━━━━━ DATASET RECORDS ━━━━━

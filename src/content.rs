//! Static page content: who, what and where to reach.

use crate::theme::Theme;

#[derive(Debug, Clone, Copy, PartialEq, Eq)]
pub enum Icon {
    Server,
    Code,
    Database,
    Mail,
    Phone,
    MapPin,
    Github,
    Linkedin,
    GraduationCap,
    Briefcase,
    ChevronDown,
    ExternalLink,
    Menu,
    Close,
}

impl Icon {
    /// Icon font class; brand glyphs come from devicon, the rest from `input.css`.
    pub fn class(self) -> &'static str {
        match self {
            Icon::Server => "extra-server",
            Icon::Code => "extra-code",
            Icon::Database => "extra-database",
            Icon::Mail => "extra-email",
            Icon::Phone => "extra-phone",
            Icon::MapPin => "extra-location",
            Icon::Github => "devicon-github-plain",
            Icon::Linkedin => "devicon-linkedin-plain",
            Icon::GraduationCap => "extra-graduation",
            Icon::Briefcase => "extra-briefcase",
            Icon::ChevronDown => "extra-chevron-down",
            Icon::ExternalLink => "extra-link",
            Icon::Menu => "extra-menu",
            Icon::Close => "extra-close",
        }
    }
}

pub struct Identity {
    pub name: &'static str,
    pub short_name: &'static str,
    pub initials: &'static str,
    pub role: &'static str,
    pub role_highlight: &'static str,
    pub degree: &'static str,
    pub profile_image: &'static str,
}

pub const IDENTITY: Identity = Identity {
    name: "Moctar Cherif BICHARA",
    short_name: "Moctar B.",
    initials: "MB",
    role: "Développeur ",
    role_highlight: "Full-Stack",
    degree: "Master 1 Ingénierie du Développement Logiciel",
    profile_image: "/profile.jpg",
};

pub const FAVICON: &str = "/favicon.svg";

pub struct Badge {
    pub label: &'static str,
    pub theme: Theme,
}

pub const HERO_BADGES: &[Badge] = &[
    Badge {
        label: "Java",
        theme: Theme::Blue,
    },
    Badge {
        label: "Spring Boot",
        theme: Theme::Cyan,
    },
    Badge {
        label: "React",
        theme: Theme::Purple,
    },
];

pub struct Stat {
    pub value: &'static str,
    pub label: &'static str,
    pub theme: Theme,
}

pub const STATS: &[Stat] = &[
    Stat {
        value: "4+",
        label: "Projets",
        theme: Theme::Blue,
    },
    Stat {
        value: "10+",
        label: "Technologies",
        theme: Theme::Cyan,
    },
    Stat {
        value: "2",
        label: "Ans d'exp",
        theme: Theme::Purple,
    },
];

pub struct TimelineEntry {
    pub title: &'static str,
    pub place: &'static str,
    pub period: &'static str,
    pub detail: Option<&'static str>,
}

pub const EDUCATION: &[TimelineEntry] = &[
    TimelineEntry {
        title: "Master Ingénierie du développement logiciel",
        place: "Aix Marseille Université",
        period: "2025-2027",
        detail: None,
    },
    TimelineEntry {
        title: "Licence Informatique",
        place: "Université Clermont Auvergne",
        period: "2024-2025",
        detail: None,
    },
];

pub const EXPERIENCE: &[TimelineEntry] = &[
    TimelineEntry {
        title: "Tuteur en Java",
        place: "ChadHubDigit",
        period: "2024-2025",
        detail: Some("Encadrement algorithmique, Java à distance"),
    },
    TimelineEntry {
        title: "Développeur Web",
        place: "ChadHubDigit",
        period: "2023-2024",
        detail: Some("Java, React.js, API REST, CI"),
    },
];

pub struct SkillCategory {
    pub name: &'static str,
    pub icon: Icon,
    pub theme: Theme,
    pub skills: &'static [&'static str],
}

pub const SKILL_CATEGORIES: &[SkillCategory] = &[
    SkillCategory {
        name: "Backend",
        icon: Icon::Server,
        theme: Theme::Blue,
        skills: &[
            "Java",
            "Spring Boot",
            "Python",
            "PHP",
            "Laravel",
            "C/C++",
            "Kafka",
        ],
    },
    SkillCategory {
        name: "Frontend",
        icon: Icon::Code,
        theme: Theme::Cyan,
        skills: &["JavaScript", "React.js", "Vue.js", "Angular"],
    },
    SkillCategory {
        name: "Database",
        icon: Icon::Database,
        theme: Theme::Purple,
        skills: &["SQL", "MySQL", "MongoDB", "Oracle"],
    },
    SkillCategory {
        name: "DevOps",
        icon: Icon::Server,
        theme: Theme::Green,
        skills: &["Git", "Docker", "GitLab CI", "AWS"],
    },
];

/// Methodologies, tools and languages listed under the skill grid.
pub struct Practice {
    pub title: &'static str,
    pub theme: Theme,
    pub items: &'static [&'static str],
}

pub const PRACTICES: &[Practice] = &[
    Practice {
        title: "Méthodologies",
        theme: Theme::Blue,
        items: &["Agile (Scrum)", "TDD", "CI/CD"],
    },
    Practice {
        title: "Outils",
        theme: Theme::Cyan,
        items: &["Git", "Docker", "UML", "JUnit"],
    },
    Practice {
        title: "Langues",
        theme: Theme::Purple,
        items: &["Français", "Anglais"],
    },
];

pub struct Project {
    pub title: &'static str,
    pub tech: &'static str,
    pub description: &'static str,
    pub icon: &'static str,
    pub repository: Option<&'static str>,
}

impl Project {
    /// Outbound links rendered on the project card.
    pub fn links(&self) -> Vec<&'static str> {
        self.repository.into_iter().collect()
    }
}

pub const PROJECTS: &[Project] = &[
    Project {
        title: "Réservation Vols",
        tech: "Java • MySQL",
        description: "Système de réservation de vols avec API REST et interface moderne",
        icon: "✈️",
        repository: Some("https://github.com/benmoctar/tp4-reservation-vols"),
    },
    Project {
        title: "Othello Game",
        tech: "Java • Test • Game Logic",
        description: "Implémentation du jeu de société Othello",
        icon: "🎮",
        repository: Some("https://github.com/benmoctar/othello-game-27"),
    },
    Project {
        title: "Mars Rover Challenge",
        tech: "Java • Test • CI/CD",
        description: "Simulation de navigation pour mars-rover",
        icon: "🚀",
        repository: Some("https://github.com/benmoctar/Mars-Rover-Bichara-Moctar-Cherif"),
    },
    Project {
        title: "Mini-Projet Complexité",
        tech: "Algorithm • Data Structures",
        description: "Analyse de complexité algorithmique",
        icon: "📊",
        repository: Some("https://github.com/benmoctar/Mini-Projets_complexite_2025"),
    },
];

/// Where a contact card points. A card is either a link or a plain label, never both.
#[derive(Debug, Clone, Copy, PartialEq, Eq)]
pub enum ContactTarget {
    Link(&'static str),
    DisplayOnly,
}

impl ContactTarget {
    pub fn href(self) -> Option<&'static str> {
        match self {
            ContactTarget::Link(href) => Some(href),
            ContactTarget::DisplayOnly => None,
        }
    }

    /// Web links open in a new tab; `mailto:` and `tel:` stay in place.
    pub fn opens_new_tab(self) -> bool {
        self.href().is_some_and(|href| href.starts_with("http"))
    }
}

pub struct ContactMethod {
    pub label: &'static str,
    pub value: &'static str,
    pub icon: Icon,
    pub theme: Theme,
    pub target: ContactTarget,
}

pub const CONTACT_METHODS: &[ContactMethod] = &[
    ContactMethod {
        label: "Email",
        value: "bicharamoctarcherif@gmail.com",
        icon: Icon::Mail,
        theme: Theme::Blue,
        target: ContactTarget::Link("mailto:bicharamoctarcherif@gmail.com"),
    },
    ContactMethod {
        label: "Téléphone",
        value: "07 44 89 63 33",
        icon: Icon::Phone,
        theme: Theme::Cyan,
        target: ContactTarget::Link("tel:0744896333"),
    },
    ContactMethod {
        label: "Localisation",
        value: "Marseille, France",
        icon: Icon::MapPin,
        theme: Theme::Purple,
        target: ContactTarget::DisplayOnly,
    },
    ContactMethod {
        label: "GitHub",
        value: "benmoctar",
        icon: Icon::Github,
        theme: Theme::Gray,
        target: ContactTarget::Link("https://github.com/benmoctar"),
    },
];

/// Full-width card under the contact grid.
pub const LINKEDIN: ContactMethod = ContactMethod {
    label: "LinkedIn",
    value: "Bichara Moctar Cherif Ambadi",
    icon: Icon::Linkedin,
    theme: Theme::Blue,
    target: ContactTarget::Link(
        "https://www.linkedin.com/in/bichara-moctar-cherif-ambadi-248ba3223/",
    ),
};

pub const PROFILE_SUMMARY: &str = "Passionné par le développement logiciel, je recherche un ";
pub const INTERNSHIP: &str = "stage de 3 à 5 mois dès Mai 2026";
pub const APPRENTICESHIP: &str = "l'alternance pour la rentrée de septembre 2026";
pub const PROFILE_CLOSING: &str = ". Fort d'une expérience en développement Full-Stack avec Java, Spring Boot et React.js, je suis prêt à contribuer à des projets innovants en environnement Agile.";

pub const AVAILABILITY: &str = "Disponible pour un stage de 3 à 5 mois et ouvert à l'alternance pour la rentrée de septembre 2026";
pub const AVAILABILITY_DETAIL: &str = "Dès Mai 2026 • Permis B";

#[cfg(test)]
mod tests {
    use super::*;

    #[test]
    fn test_project_links_follow_repository() {
        for project in PROJECTS {
            let links = project.links();
            match project.repository {
                Some(url) => assert_eq!(links, vec![url]),
                None => assert!(links.is_empty()),
            }
        }

        let unpublished = Project {
            title: "Draft",
            tech: "Rust",
            description: "Not on GitHub yet",
            icon: "🦀",
            repository: None,
        };
        assert!(unpublished.links().is_empty());
    }

    #[test]
    fn test_projects_point_at_repositories() {
        assert_eq!(PROJECTS.len(), 4);
        for project in PROJECTS {
            let url = project.repository.expect("every listed project is published");
            assert!(url.starts_with("https://github.com/benmoctar/"), "{url}");
        }
    }

    #[test]
    fn test_contact_targets() {
        let location = CONTACT_METHODS
            .iter()
            .find(|c| c.label == "Localisation")
            .expect("location card");
        assert_eq!(location.target, ContactTarget::DisplayOnly);
        assert_eq!(location.target.href(), None);
        assert!(!location.target.opens_new_tab());

        let linked = CONTACT_METHODS
            .iter()
            .filter(|c| c.target.href().is_some())
            .count();
        assert_eq!(linked, CONTACT_METHODS.len() - 1);
    }

    #[test]
    fn test_only_web_links_open_new_tab() {
        let tabs = CONTACT_METHODS
            .iter()
            .chain(std::iter::once(&LINKEDIN))
            .map(|c| (c.label, c.target.opens_new_tab()))
            .collect::<Vec<_>>();
        assert_eq!(
            tabs,
            vec![
                ("Email", false),
                ("Téléphone", false),
                ("Localisation", false),
                ("GitHub", true),
                ("LinkedIn", true),
            ]
        );
    }

    #[test]
    fn test_skill_categories_in_order() {
        let names = SKILL_CATEGORIES.iter().map(|c| c.name).collect::<Vec<_>>();
        assert_eq!(names, vec!["Backend", "Frontend", "Database", "DevOps"]);
        assert!(SKILL_CATEGORIES.iter().all(|c| !c.skills.is_empty()));
    }

    #[test]
    fn test_favicon_is_shipped() {
        let path = std::path::Path::new(env!("CARGO_MANIFEST_DIR"))
            .join("public")
            .join(FAVICON.trim_start_matches('/'));
        assert!(path.is_file(), "missing asset {}", path.display());
    }

    #[test]
    fn test_initials_fit_badge() {
        assert_eq!(IDENTITY.initials, "MB");
        assert!(IDENTITY.profile_image.starts_with('/'));
    }
}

━━━━━

_YOUR ASSIGNMENT_. Whichever lines of the records above hold the word "under" should all be copied out.

_REPLY_.
/// Methodologies, tools and languages listed under the skill grid.
/// Full-width card under the contact grid.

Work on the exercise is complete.